British diplomats expelled
Two British diplomats have been declared persona non grata (undesirable) in Belarus and have left the country, a spokesman for the Belarusian Foreign Ministry said on television. The diplomats are reported to have irritated the authorities by gathering information and protests and meeting representatives of regime-critical organizations. The British government responds by forcing two Belarusian diplomats to leave London and the country.
More than a thousand critics of the regime were arrested
In connection with demonstrations three months after the criticized presidential election, 1,048 people were arrested, the organization Viasna states. The number of arrests is the highest in a day since the regime’s crackdown on the opposition began.

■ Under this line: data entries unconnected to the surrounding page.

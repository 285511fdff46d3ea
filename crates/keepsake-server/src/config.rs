//! Server configuration loaded from environment variables.
//!
//! All settings have sensible defaults so the server can start with zero
//! configuration for local development.

use std::net::SocketAddr;
use std::path::PathBuf;

/// Server configuration.
#[derive(Debug, Clone)]
pub struct ServerConfig {
    /// Socket address for the HTTP (axum) API server.
    /// Env: `HTTP_ADDR`
    /// Default: `0.0.0.0:8080`
    pub http_addr: SocketAddr,

    /// Filesystem path of the SQLite capsule database.
    /// Env: `DB_PATH`
    /// Default: `./keepsake.db`
    pub db_path: PathBuf,

    /// Directory where ingested media files are stored.
    /// Env: `MEDIA_STORAGE_PATH`
    /// Default: `./media`
    pub media_storage_path: PathBuf,

    /// Directory where multipart uploads are staged before ingestion.
    /// Env: `UPLOAD_TMP_PATH`
    /// Default: the system temp directory.
    pub upload_tmp_path: PathBuf,

    /// Base URL prefixed onto stored media names to form durable URLs.
    /// Env: `PUBLIC_BASE_URL`
    /// Default: `http://localhost:8080`
    pub public_base_url: String,

    /// Ed25519 public key of the identity provider (hex-encoded, 64 chars).
    /// Env: `AUTH_PUBKEY`
    /// Default: all-zeros (development only; rejects every token).
    pub auth_pubkey: [u8; 32],

    /// Maximum size of a single uploaded file in bytes (10 MiB).
    pub max_upload_size: usize,

    /// Maximum request body size in bytes (50 MiB).
    pub max_body_size: usize,

    /// Human-readable name for this server instance.
    /// Env: `INSTANCE_NAME`
    /// Default: `"Keepsake"`
    pub instance_name: String,
}

impl Default for ServerConfig {
    fn default() -> Self {
        Self {
            http_addr: ([0, 0, 0, 0], 8080).into(),
            db_path: PathBuf::from("./keepsake.db"),
            media_storage_path: PathBuf::from("./media"),
            upload_tmp_path: std::env::temp_dir(),
            public_base_url: "http://localhost:8080".to_string(),
            auth_pubkey: [0u8; 32],
            max_upload_size: 10 * 1024 * 1024,  // 10 MiB
            max_body_size: 50 * 1024 * 1024,    // 50 MiB
            instance_name: "Keepsake".to_string(),
        }
    }
}

impl ServerConfig {
    /// Load configuration from environment variables, falling back to defaults.
    pub fn from_env() -> Self {
        let mut config = Self::default();

        if let Ok(addr) = std::env::var("HTTP_ADDR") {
            if let Ok(parsed) = addr.parse::<SocketAddr>() {
                config.http_addr = parsed;
            } else {
                tracing::warn!(
                    value = %addr,
                    "Invalid HTTP_ADDR, using default"
                );
            }
        }

        if let Ok(path) = std::env::var("DB_PATH") {
            config.db_path = PathBuf::from(path);
        }

        if let Ok(path) = std::env::var("MEDIA_STORAGE_PATH") {
            config.media_storage_path = PathBuf::from(path);
        }

        if let Ok(path) = std::env::var("UPLOAD_TMP_PATH") {
            config.upload_tmp_path = PathBuf::from(path);
        }

        if let Ok(url) = std::env::var("PUBLIC_BASE_URL") {
            config.public_base_url = url.trim_end_matches('/').to_string();
        }

        if let Ok(hex_key) = std::env::var("AUTH_PUBKEY") {
            match parse_hex_pubkey(&hex_key) {
                Ok(key) => config.auth_pubkey = key,
                Err(e) => {
                    tracing::warn!(
                        error = %e,
                        "Invalid AUTH_PUBKEY, using default (dev-only, rejects all tokens)"
                    );
                }
            }
        }

        if let Ok(name) = std::env::var("INSTANCE_NAME") {
            config.instance_name = name;
        }

        // RUST_LOG is handled directly by tracing-subscriber's EnvFilter,
        // so we do not store it here.

        config
    }
}

/// Parse a 64-character hex string into a 32-byte array.
fn parse_hex_pubkey(hex: &str) -> Result<[u8; 32], String> {
    let hex = hex.trim();
    if hex.len() != 64 {
        return Err(format!("expected 64 hex chars, got {}", hex.len()));
    }

    let mut bytes = [0u8; 32];
    for (i, chunk) in hex.as_bytes().chunks(2).enumerate() {
        let hi = hex_digit(chunk[0])?;
        let lo = hex_digit(chunk[1])?;
        bytes[i] = (hi << 4) | lo;
    }
    Ok(bytes)
}

fn hex_digit(c: u8) -> Result<u8, String> {
    match c {
        b'0'..=b'9' => Ok(c - b'0'),
        b'a'..=b'f' => Ok(c - b'a' + 10),
        b'A'..=b'F' => Ok(c - b'A' + 10),
        _ => Err(format!("invalid hex digit: {}", c as char)),
    }
}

OSCE: Repeat presidential election
There have been “massive and systematic” violations of human rights, and torture, in Belarus. The assessment is made in a report by the Organization for Security and Co-operation in Europe (OSCE), which calls on Belarus to hold a new presidential election that meets international standards. No election observers from the organization were present at the August election due to Belarusian unwillingness to cooperate with the observers. When the report was completed, there was information that a total of approximately 13,000 people had been arrested before or after the election.
EU sanctions pending against Lukashenko
The EU is launching the necessary procedures to impose sanctions on President Lukashenko personally (see 2 October). The president, a son of his and 13 other people will not be granted visas to EU countries and they will have any assets in EU countries frozen. The EU holds the president and his staff responsible for arbitrary arrests and crackdowns on critics of the regime since protests began on 9 August. The sanctions are also justified by the fact that Lukashenko’s political opponents were prevented from running in the election.
Protests and closed land borders
Tens of thousands of protesters marched from central Minsk to a Soviet-era execution site. For almost three months, protests against the controversial presidential election have taken place every Sunday, but President Lukashenko has not been able to resign. The police use stun grenades and rubber bullets to disperse the protesters. In Minsk and its surroundings, about 300 people were arrested, according to the Interior Ministry. For a week now, the country’s borders with neighboring EU countries and Ukraine have been closed, with reference to the corona pandemic. Land borders are now also closed to non-Belarusian immigrants.
According to COUNTRYAAH, the population of Belarus in 2000 was 9,871,521, ranking number 78 in the world. The population growth rate was -0.410% yearly, and the population density was 48.6503 people per km2.